The DEAP dataset was established by Koelstra et al. [26] from Queen Mary's College London, which included multi-channel physiological signals, facial expression videos, and emotional self-evaluation labels established using the SAM (Self Assessment Manikins) table. It collected EEG data from 32 healthy subjects (16 males and 16 females), with the first 32 channels of EEG.
The SEED dataset was established by the BCMI laboratory, which recorded the EEG of 15 subjects (including 7 males and 8 females), with an average age of 23.37 years old. Each group had 15 experiments, each consisting of 5 seconds of suggestion before the start, 4 minutes of movie clips, 45 s of self-evaluation, and 15 s of rest. The emotion-inducing materials consist of 15 segments from six movies. After watching the videos, participants recorded their emotional reactions by filling out questionnaires, which were divided into three types: positive emotions, neutral emotions, and negative emotions.
The data formats of the two datasets were shown in Table 4.
Dataset | Data format | Caption |
DEAP | 40 × 32 × 7680 | 40: video 32: channel 7680: data |
SEED | 15 × 3 × 62 × M | 15: video 3: number of experiments 62: channel M: data |
The parameters of SSA-RF were population number, maximum number of iterations, dimension, upper boundary, and lower boundary. These parameter values are shown in Table 5.
Parameter | Value |
Population number | 8 |
Maximum number of iterations | 20 |
Dimension | 2 |
lower boundary | 1 |
Upper boundary | 50 |
For the DEAP dataset, it was composed of participants collecting EEG signals while being emotionally induced, then the participants labeled the label size by watching video through their personal subjective emotions.
The baseline signal mean was removed during baseline processing [27]. The pre-processed data were augmented by windowing. There were 40 sets of data from 40 emotion-inducing videos of each subject, each of which lasted 60 s. These data were processed with a windowing of 10 s and a 50% overlap rate, each video was reconstructed into 440 video data of 10 s.
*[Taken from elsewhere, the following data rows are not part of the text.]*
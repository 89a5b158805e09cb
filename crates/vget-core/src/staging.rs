//! Staging directory holding per-segment files during a run.
//!
//! Lives at `<output_dir>/.segments`. A stale directory left behind by a
//! previous run is removed when the run starts. On success the directory is
//! removed unless the caller asked to keep the segments; on failure and on
//! cancellation it is left in place so the partial state can be inspected.

use std::io;
use std::path::{Path, PathBuf};

/// Directory name under the output file's parent.
const STAGING_DIR_NAME: &str = ".segments";

#[derive(Debug, Clone)]
pub struct StagingArea {
    dir: PathBuf,
}

impl StagingArea {
    /// Create a fresh staging directory next to `output_path`, removing any
    /// stale one from an earlier run.
    pub fn prepare(output_path: &Path) -> io::Result<Self> {
        let parent = output_path.parent().unwrap_or_else(|| Path::new("."));
        let dir = parent.join(STAGING_DIR_NAME);
        if dir.exists() {
            tracing::debug!(path = %dir.display(), "removing stale staging directory");
            std::fs::remove_dir_all(&dir)?;
        }
        std::fs::create_dir_all(&dir)?;
        Ok(Self { dir })
    }

    pub fn dir(&self) -> &Path {
        &self.dir
    }

    /// Remove the staging directory and everything in it. Missing is fine.
    pub fn remove(&self) -> io::Result<()> {
        match std::fs::remove_dir_all(&self.dir) {
            Ok(()) => Ok(()),
            Err(e) if e.kind() == io::ErrorKind::NotFound => Ok(()),
            Err(e) => Err(e),
        }
    }
}

#[cfg(test)]
mod tests {
    use super::*;

    #[test]
    fn prepare_creates_directory() {
        let dir = tempfile::tempdir().unwrap();
        let output = dir.path().join("image.vhd");
        let staging = StagingArea::prepare(&output).unwrap();
        assert!(staging.dir().is_dir());
        assert_eq!(staging.dir(), dir.path().join(".segments"));
    }

    #[test]
    fn prepare_removes_stale_contents() {
        let dir = tempfile::tempdir().unwrap();
        let output = dir.path().join("image.vhd");
        let stale = dir.path().join(".segments");
        std::fs::create_dir_all(&stale).unwrap();
        std::fs::write(stale.join("segment_0"), b"leftover").unwrap();

        let staging = StagingArea::prepare(&output).unwrap();
        assert!(staging.dir().is_dir());
        assert!(!staging.dir().join("segment_0").exists());
    }

    #[test]
    fn remove_is_idempotent() {
        let dir = tempfile::tempdir().unwrap();
        let output = dir.path().join("image.vhd");
        let staging = StagingArea::prepare(&output).unwrap();
        staging.remove().unwrap();
        assert!(!staging.dir().exists());
        staging.remove().unwrap();
    }
}
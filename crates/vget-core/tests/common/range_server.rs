//! Minimal HTTP/1.1 server that supports HEAD and Range GET for integration
//! tests.
//!
//! Serves a single static body. Responds to HEAD with Content-Length and
//! Accept-Ranges: bytes; responds to GET with Range with 206 Partial
//! Content. Options simulate misbehaving origins (no HEAD, no length) and
//! slow links (per-chunk write delay).

use std::io::{Read, Write};
use std::net::TcpListener;
use std::sync::Arc;
use std::thread;
use std::time::Duration;

#[derive(Debug, Clone, Copy)]
pub struct RangeServerOptions {
    /// If false, HEAD returns 405 (simulates servers that block HEAD).
    pub head_allowed: bool,
    /// If false, HEAD omits Content-Length.
    pub send_content_length: bool,
    /// If false, omit `Accept-Ranges: bytes`.
    pub advertise_ranges: bool,
    /// Sleep between 64 KiB body chunks (simulates a slow link).
    pub chunk_delay: Option<Duration>,
}

impl Default for RangeServerOptions {
    fn default() -> Self {
        Self {
            head_allowed: true,
            send_content_length: true,
            advertise_ranges: true,
            chunk_delay: None,
        }
    }
}

const WRITE_CHUNK: usize = 64 * 1024;

/// Starts a server in a background thread serving `body`. Returns the base
/// URL (e.g. "http://127.0.0.1:12345/"). The server runs until the process
/// exits.
pub fn start(body: Vec<u8>) -> String {
    start_with_options(body, RangeServerOptions::default())
}

/// Like `start` but allows customizing server behavior.
pub fn start_with_options(body: Vec<u8>, opts: RangeServerOptions) -> String {
    let listener = TcpListener::bind("127.0.0.1:0").expect("bind");
    let port = listener.local_addr().unwrap().port();
    let body = Arc::new(body);
    thread::spawn(move || {
        for stream in listener.incoming().flatten() {
            let body = Arc::clone(&body);
            thread::spawn(move || handle(stream, &body, opts));
        }
    });
    format!("http://127.0.0.1:{}/image.bin", port)
}

fn handle(mut stream: std::net::TcpStream, body: &[u8], opts: RangeServerOptions) {
    let _ = stream.set_read_timeout(Some(Duration::from_secs(5)));
    let mut buf = [0u8; 8192];
    let n = match stream.read(&mut buf) {
        Ok(0) => return,
        Ok(n) => n,
        Err(_) => return,
    };
    let request = match std::str::from_utf8(&buf[..n]) {
        Ok(s) => s,
        Err(_) => return,
    };
    let (method, range) = parse_request(request);
    let total = body.len() as u64;
    let accept_ranges = if opts.advertise_ranges {
        "Accept-Ranges: bytes\r\n"
    } else {
        ""
    };

    if method.eq_ignore_ascii_case("HEAD") {
        if !opts.head_allowed {
            let _ = stream.write_all(b"HTTP/1.1 405 Method Not Allowed\r\n\r\n");
            return;
        }
        let length = if opts.send_content_length {
            format!("Content-Length: {}\r\n", total)
        } else {
            String::new()
        };
        let response = format!("HTTP/1.1 200 OK\r\n{}{}\r\n", length, accept_ranges);
        let _ = stream.write_all(response.as_bytes());
        return;
    }

    if method.eq_ignore_ascii_case("GET") {
        let (status, range_header, slice) = match range {
            Some((start, end_incl)) => {
                let start = start.min(total);
                let end_incl = end_incl.min(total.saturating_sub(1));
                if start > end_incl {
                    (
                        "416 Range Not Satisfiable",
                        format!("bytes */{}", total),
                        &body[0..0],
                    )
                } else {
                    let start = start as usize;
                    let end_excl = (end_incl + 1).min(total) as usize;
                    (
                        "206 Partial Content",
                        format!("bytes {}-{}/{}", start, end_excl - 1, total),
                        &body[start..end_excl],
                    )
                }
            }
            None => (
                "200 OK",
                format!("bytes 0-{}/{}", total.saturating_sub(1), total),
                body,
            ),
        };
        let response = format!(
            "HTTP/1.1 {}\r\nContent-Length: {}\r\nContent-Range: {}\r\n{}\r\n",
            status,
            slice.len(),
            range_header,
            accept_ranges
        );
        if stream.write_all(response.as_bytes()).is_err() {
            return;
        }
        for chunk in slice.chunks(WRITE_CHUNK) {
            if stream.write_all(chunk).is_err() {
                return;
            }
            if let Some(delay) = opts.chunk_delay {
                thread::sleep(delay);
            }
        }
        return;
    }

    let _ = stream.write_all(b"HTTP/1.1 405 Method Not Allowed\r\n\r\n");
}

/// Returns (method, optional (start, end_inclusive) for Range: bytes=X-Y).
fn parse_request(request: &str) -> (&str, Option<(u64, u64)>) {
    let mut method = "";
    let mut range = None;
    for line in request.lines() {
        let line = line.trim();
        if line.is_empty() {
            break;
        }
        if method.is_empty() {
            method = line.split_whitespace().next().unwrap_or("");
            continue;
        }
        if let Some((name, value)) = line.split_once(':') {
            if name.trim().eq_ignore_ascii_case("range") {
                let value = value.trim();
                if let Some(part) = value.strip_prefix("bytes=") {
                    if let Some((a, b)) = part.split_once('-') {
                        let start = a.trim().parse::<u64>().unwrap_or(0);
                        let end = b.trim();
                        let end_incl = if end.is_empty() {
                            u64::MAX
                        } else {
                            end.parse::<u64>().unwrap_or(0)
                        };
                        range = Some((start, end_incl));
                    }
                }
            }
        }
    }
    (method, range)
}
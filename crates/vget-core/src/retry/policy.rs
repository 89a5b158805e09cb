use std::time::Duration;

/// Decision returned by the retry policy.
#[derive(Debug, Clone, Copy, PartialEq, Eq)]
pub enum RetryDecision {
    /// Budget exhausted; mark the segment failed.
    NoRetry,
    /// Retry after the given delay.
    RetryAfter(Duration),
}

/// Attempt budget and fixed backoff for segment fetches.
///
/// `max_attempts` counts every attempt including the first; a segment that
/// fails `max_attempts` times is reported with a retry count equal to the
/// budget.
#[derive(Debug, Clone, Copy)]
pub struct RetryPolicy {
    pub max_attempts: u32,
    pub backoff: Duration,
}

impl Default for RetryPolicy {
    fn default() -> Self {
        Self {
            max_attempts: 3,
            backoff: Duration::from_secs(2),
        }
    }
}

impl RetryPolicy {
    /// Budget of `max_attempts` with the standard backoff.
    pub fn with_attempts(max_attempts: u32) -> Self {
        Self {
            max_attempts: max_attempts.max(1),
            ..Self::default()
        }
    }

    /// Decide what to do after `failed_attempts` attempts have failed.
    pub fn decide(&self, failed_attempts: u32) -> RetryDecision {
        if failed_attempts >= self.max_attempts {
            RetryDecision::NoRetry
        } else {
            RetryDecision::RetryAfter(self.backoff)
        }
    }
}

#[cfg(test)]
mod tests {
    use super::*;

    #[test]
    fn respects_attempt_budget() {
        let p = RetryPolicy::with_attempts(3);
        assert_eq!(p.decide(1), RetryDecision::RetryAfter(p.backoff));
        assert_eq!(p.decide(2), RetryDecision::RetryAfter(p.backoff));
        assert_eq!(p.decide(3), RetryDecision::NoRetry);
    }

    #[test]
    fn backoff_is_fixed() {
        let p = RetryPolicy::default();
        for failed in 1..p.max_attempts {
            match p.decide(failed) {
                RetryDecision::RetryAfter(d) => assert_eq!(d, Duration::from_secs(2)),
                RetryDecision::NoRetry => panic!("expected retry"),
            }
        }
    }

    #[test]
    fn with_attempts_floors_at_one() {
        let p = RetryPolicy::with_attempts(0);
        assert_eq!(p.max_attempts, 1);
        assert_eq!(p.decide(1), RetryDecision::NoRetry);
    }
}
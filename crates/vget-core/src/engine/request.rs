//! Download request accepted by the engine.

use std::path::PathBuf;
use std::time::Duration;

use crate::checksum;
use crate::fetcher::ChaosPlan;

use super::error::EngineError;

/// Hard cap on fetcher parallelism, independent of what the caller asks for.
pub const MAX_PARALLELISM: usize = 64;

/// Everything the engine needs for one run. Immutable once accepted;
/// ambient configuration is the caller's concern.
#[derive(Debug, Clone)]
pub struct DownloadRequest {
    /// Direct HTTP/HTTPS URL of the target.
    pub url: String,
    /// Final location of the merged file.
    pub output_path: PathBuf,
    /// Number of concurrent segment fetchers. Clamped to the file length.
    pub parallelism: usize,
    /// Attempt budget per segment, including the first attempt.
    pub max_retries: u32,
    /// Expected SHA-256 of the merged output, lowercase or uppercase hex.
    pub expected_digest: Option<String>,
    /// Compute and compare the digest after merging.
    pub verify: bool,
    /// Leave the staging directory in place after a successful run.
    pub keep_segments: bool,
    /// Deterministic fault injection; `None` for real runs.
    pub chaos: Option<ChaosPlan>,
    /// Aggregator sampling cadence.
    pub progress_interval: Duration,
}

impl DownloadRequest {
    pub fn new(url: impl Into<String>, output_path: impl Into<PathBuf>) -> Self {
        Self {
            url: url.into(),
            output_path: output_path.into(),
            parallelism: 8,
            max_retries: 3,
            expected_digest: None,
            verify: false,
            keep_segments: false,
            chaos: None,
            progress_interval: crate::progress::DEFAULT_TICK,
        }
    }

    /// Checks the request shape and makes sure the output directory exists,
    /// creating it if needed.
    pub(super) fn validate(&self) -> Result<(), EngineError> {
        let parsed = url::Url::parse(&self.url)
            .map_err(|e| EngineError::InvalidRequest(format!("url: {}", e)))?;
        if !matches!(parsed.scheme(), "http" | "https") {
            return Err(EngineError::InvalidRequest(format!(
                "unsupported scheme: {}",
                parsed.scheme()
            )));
        }
        if self.parallelism == 0 || self.parallelism > MAX_PARALLELISM {
            return Err(EngineError::InvalidRequest(format!(
                "parallelism must be in 1..={}, got {}",
                MAX_PARALLELISM, self.parallelism
            )));
        }
        if self.max_retries == 0 {
            return Err(EngineError::InvalidRequest(
                "max_retries must be at least 1".to_string(),
            ));
        }
        if let Some(digest) = &self.expected_digest {
            if !checksum::is_hex_digest(digest) {
                return Err(EngineError::InvalidRequest(format!(
                    "expected digest must be 64 hex characters, got {:?}",
                    digest
                )));
            }
        }
        if let Some(parent) = self.output_path.parent() {
            if !parent.as_os_str().is_empty() {
                std::fs::create_dir_all(parent).map_err(|e| {
                    EngineError::InvalidRequest(format!(
                        "output directory {}: {}",
                        parent.display(),
                        e
                    ))
                })?;
            }
        }
        Ok(())
    }
}
//! Structured error taxonomy for a download run.

use thiserror::Error;

use crate::probe::ProbeError;

use super::report::DownloadReport;

/// One exhausted segment: index and the error from its final attempt.
#[derive(Debug, Clone)]
pub struct SegmentFailure {
    pub index: usize,
    pub last_error: String,
}

impl std::fmt::Display for SegmentFailure {
    fn fmt(&self, f: &mut std::fmt::Formatter<'_>) -> std::fmt::Result {
        write!(f, "segment {}: {}", self.index, self.last_error)
    }
}

#[derive(Debug, Error)]
pub enum EngineError {
    /// Request rejected before any work was done.
    #[error("invalid request: {0}")]
    InvalidRequest(String),

    /// HEAD probe failed; no work was done.
    #[error("probe failed: {0}")]
    ProbeFailed(#[from] ProbeError),

    /// At least one segment exhausted its retry budget. The staging
    /// directory is preserved for diagnosis.
    #[error("{} segment(s) failed after exhausting retries; consider --retries={}", failures.len(), recommended_retries)]
    SegmentsExhausted {
        failures: Vec<SegmentFailure>,
        /// Suggested budget for the operator's next run.
        recommended_retries: u32,
    },

    /// Merge-stage I/O failure; the temp output was unlinked.
    #[error("merge failed: {0}")]
    MergeIo(String),

    /// The merged file's digest does not match the expected one. The file
    /// is retained for inspection; the full report rides along so callers
    /// still see timings and digests.
    #[error("verification failed: expected {expected}, got {actual}")]
    VerificationFailed {
        expected: String,
        actual: String,
        report: Box<DownloadReport>,
    },

    /// Cooperative cancellation. Nothing was merged; staging is left as-is.
    #[error("download cancelled")]
    Cancelled,

    /// A worker task died (panic or runtime shutdown).
    #[error("runtime failure: {0}")]
    Runtime(String),
}

#[cfg(test)]
mod tests {
    use super::*;

    #[test]
    fn exhausted_message_names_count_and_recommendation() {
        let err = EngineError::SegmentsExhausted {
            failures: vec![SegmentFailure {
                index: 1,
                last_error: "transfer stalled for 5s".to_string(),
            }],
            recommended_retries: 6,
        };
        let msg = err.to_string();
        assert!(msg.contains("1 segment(s)"));
        assert!(msg.contains("--retries=6"));
    }

    #[test]
    fn segment_failure_display() {
        let f = SegmentFailure {
            index: 3,
            last_error: "HTTP 503".to_string(),
        };
        assert_eq!(f.to_string(), "segment 3: HTTP 503");
    }
}
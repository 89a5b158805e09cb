//! Result record produced at engine exit.

use std::path::PathBuf;
use std::time::Duration;

use crate::status::SegmentStatus;

/// Pipeline stage for timing entries.
#[derive(Debug, Clone, Copy, PartialEq, Eq)]
pub enum Stage {
    Fetch,
    Merge,
    Verify,
}

impl std::fmt::Display for Stage {
    fn fmt(&self, f: &mut std::fmt::Formatter<'_>) -> std::fmt::Result {
        f.pad(match self {
            Stage::Fetch => "fetch",
            Stage::Merge => "merge",
            Stage::Verify => "verify",
        })
    }
}

/// Wall-clock duration of one executed stage. Stages that never ran have
/// no entry.
#[derive(Debug, Clone, Copy)]
pub struct StageTiming {
    pub stage: Stage,
    pub duration: Duration,
}

/// Summary of a completed run (or, boxed inside `VerificationFailed`, of a
/// run that merged fine but failed the digest comparison).
#[derive(Debug, Clone)]
pub struct DownloadReport {
    pub url: String,
    pub output_path: PathBuf,
    /// Effective fetcher count after clamping to the file length.
    pub parallelism: usize,
    pub timings: Vec<StageTiming>,
    /// Final slot states, indexed by segment.
    pub segments: Vec<SegmentStatus>,
    /// SHA-256 of the merged output, when verification ran.
    pub local_digest: Option<String>,
    pub expected_digest: Option<String>,
    /// `Some(true)` / `Some(false)` when verification ran, `None` when the
    /// request did not opt in or no expected digest was available.
    pub verified: Option<bool>,
}

impl DownloadReport {
    pub fn timing(&self, stage: Stage) -> Option<Duration> {
        self.timings
            .iter()
            .find(|t| t.stage == stage)
            .map(|t| t.duration)
    }

    /// Total retries across all segments.
    pub fn total_retries(&self) -> u32 {
        self.segments.iter().map(|s| s.retries).sum()
    }
}
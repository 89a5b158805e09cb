//! Concurrent segment fetchers.
//!
//! One worker thread per segment, each with its own curl easy handle per
//! attempt, so there is no shared connection pool to saturate and no
//! head-of-line blocking between segments. Each worker owns its segment
//! file and its status slot; faults are retried with a fixed backoff until
//! the attempt budget runs out. Cancellation is observed between attempts,
//! during backoff, and mid-transfer.

pub mod attempt;
pub mod chaos;

use std::time::Duration;

use crate::control::CancelToken;
use crate::retry::{RetryDecision, RetryPolicy, SegmentError};
use crate::segmenter::Segment;
use crate::status::StatusTable;

pub use chaos::ChaosPlan;

/// Per-attempt wall-clock cap for normal runs. Large segments on slow links
/// are protected by the low-speed abort instead, so this is only a safety
/// net against a completely stuck transfer.
const ATTEMPT_TIMEOUT: Duration = Duration::from_secs(3600);

/// Downloads every segment concurrently, updating `status` as attempts
/// succeed or fail. Blocks until all workers have terminated; outcomes are
/// read from the status table.
pub fn fetch_all(
    url: &str,
    segments: &[Segment],
    policy: RetryPolicy,
    status: &StatusTable,
    cancel: &CancelToken,
    chaos: Option<ChaosPlan>,
) {
    let attempt_timeout = if chaos.is_some() {
        chaos::ATTEMPT_TIMEOUT
    } else {
        ATTEMPT_TIMEOUT
    };
    std::thread::scope(|scope| {
        for segment in segments {
            scope.spawn(move || {
                fetch_segment(url, segment, policy, status, cancel, chaos, attempt_timeout);
            });
        }
    });
}

/// Retry loop for one segment. Owns the segment file and status slot for
/// the duration of the download.
fn fetch_segment(
    url: &str,
    segment: &Segment,
    policy: RetryPolicy,
    status: &StatusTable,
    cancel: &CancelToken,
    chaos: Option<ChaosPlan>,
    attempt_timeout: Duration,
) {
    let mut retries = 0u32;
    loop {
        if cancel.is_cancelled() {
            return;
        }
        let injected = chaos.and_then(|plan| chaos::inject(plan, segment.index, retries + 1, cancel));
        let result = match injected {
            Some(err) => Err(err),
            None => attempt::fetch_one(url, segment, cancel, attempt_timeout),
        };
        match result {
            Ok(()) => {
                tracing::debug!(index = segment.index, retries, "segment complete");
                status.mark_succeeded(segment.index, retries);
                return;
            }
            // Leave the slot as the aggregator last saw it; the engine
            // reports Cancelled for the whole run.
            Err(SegmentError::Cancelled) => return,
            Err(err) => {
                retries += 1;
                match policy.decide(retries) {
                    RetryDecision::NoRetry => {
                        tracing::warn!(index = segment.index, retries, error = %err, "segment exhausted retry budget");
                        status.mark_failed(segment.index, retries, err.to_string());
                        return;
                    }
                    RetryDecision::RetryAfter(backoff) => {
                        tracing::debug!(index = segment.index, retries, error = %err, "segment attempt failed, backing off");
                        status.mark_retrying(segment.index, retries, err.to_string());
                        if !cancel.sleep_interruptible(backoff) {
                            return;
                        }
                    }
                }
            }
        }
    }
}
Each video sample had a duration of 10 s, a data sampling rate of 128 Hz, and 32 unaltered channels. Therefore, the amount of data per sample for a single channel was 1280. The original data was reconstructed from 40 × 32 × 7680 to 40 × 32 × 14,080.
For the SEED dataset, it was based on the premise of determining the label to which the emotion-evoking material belongs. In the stage of preprocessing, all data of each subject was integrated and reconstructed, and the original data format of 15 × 3 × 62 × M was reconstructed into a format of 225 × 186 × M. The dataset had a total of 15 subjects, and each subject had 15 segments of emotional stimulation materials. All emotional stimulation material data was unified into 15 × 15, so the first dimension was 225, Each subject was separated for a period of time to perform the same experiment 3 times, each experiment collected 62 channels of EEG signals, and the second dimension was 3 × 62, which was 186, M was the amount of data in a single channel of each trial, because each test was not the same time duration, so M was in the range of 37,001–53,001. The original data was reconstructed from 15 × 3 × 62 × M to 225 × 186 × M.
We conducted 15 randomized grouping experiments. The 25 subjects were randomly selected as the training set, and the other 7 people were selected as the test set for 30 experiments, and 20 iterations were carried out in each experiment.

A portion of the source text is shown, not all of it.